**REQUIRED ACTION:** Lines holding the word "static" must be located in the listing below and copied.

══ AVAILABLE DATA ══

//! Canonical type identity used as the registry's map key.
//!
//! A [`TypeKey`] pairs the `TypeId` of a type with its name. Equality and
//! hashing use only the `TypeId`; the name is carried as a stable,
//! human-readable label for diagnostics and error messages.
//!
//! Every binding and resolution operation in this crate is generic over the
//! *pointee* type: a value bound behind `Arc<T>` is keyed by `T`, never by
//! `Arc<T>`. Pointer indirection therefore never leaks into a key, so the
//! identity of `T` and of a shared handle to `T` always collapse to the same
//! key. Trait objects (`dyn Trait`) keep their own identity.

use std::any::{type_name, TypeId};
use std::fmt;
use std::hash::{Hash, Hasher};

/// Stable identifier for a type, usable as a map key and a diagnostic label.
#[derive(Clone, Copy)]
pub struct TypeKey {
    id: TypeId,
    name: &'static str,
}

impl TypeKey {
    /// Computes the key of `T`.
    ///
    /// `T` may be unsized, so trait objects get keys of their own:
    ///
    /// ```
    /// use wirebox::TypeKey;
    ///
    /// trait Greeter: Send + Sync {}
    ///
    /// let concrete = TypeKey::of::<String>();
    /// let interface = TypeKey::of::<dyn Greeter>();
    /// assert_ne!(concrete, interface);
    /// ```
    pub fn of<T: ?Sized + 'static>() -> Self {
        Self {
            id: TypeId::of::<T>(),
            name: type_name::<T>(),
        }
    }

    /// The type name this key was computed from, e.g. `alloc::string::String`.
    pub fn name(&self) -> &'static str {
        self.name
    }
}

impl PartialEq for TypeKey {
    fn eq(&self, other: &Self) -> bool {
        self.id == other.id
    }
}

impl Eq for TypeKey {}

impl Hash for TypeKey {
    fn hash<H: Hasher>(&self, state: &mut H) {
        self.id.hash(state);
    }
}

impl fmt::Display for TypeKey {
    fn fmt(&self, f: &mut fmt::Formatter<'_>) -> fmt::Result {
        f.write_str(self.name)
    }
}

impl fmt::Debug for TypeKey {
    fn fmt(&self, f: &mut fmt::Formatter<'_>) -> fmt::Result {
        write!(f, "TypeKey({})", self.name)
    }
}

#[cfg(test)]
mod tests {
    use super::*;
    use std::sync::Arc;

    trait Marker: Send + Sync {}

    #[derive(Default)]
    struct Widget;

    #[test]
    fn test_same_type_same_key() {
        assert_eq!(TypeKey::of::<Widget>(), TypeKey::of::<Widget>());
    }

    #[test]
    fn test_distinct_types_distinct_keys() {
        assert_ne!(TypeKey::of::<Widget>(), TypeKey::of::<String>());
        assert_ne!(TypeKey::of::<Widget>(), TypeKey::of::<dyn Marker>());
    }

    #[test]
    fn test_shared_handle_has_its_own_type() {
        // `Arc<T>` is a different type than `T`; the crate never keys on it.
        assert_ne!(TypeKey::of::<Arc<Widget>>(), TypeKey::of::<Widget>());
    }

    #[test]
    fn test_display_is_type_name() {
        let key = TypeKey::of::<String>();
        assert_eq!(key.to_string(), "alloc::string::String");
        assert_eq!(key.name(), "alloc::string::String");
    }

    #[test]
    fn test_debug_format() {
        let key = TypeKey::of::<u8>();
        assert_eq!(format!("{:?}", key), "TypeKey(u8)");
    }
}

═══

**EXERCISE RESPONSE:**
    name: &'static str,
    pub fn of<T: ?Sized + 'static>() -> Self {
    pub fn name(&self) -> &'static str {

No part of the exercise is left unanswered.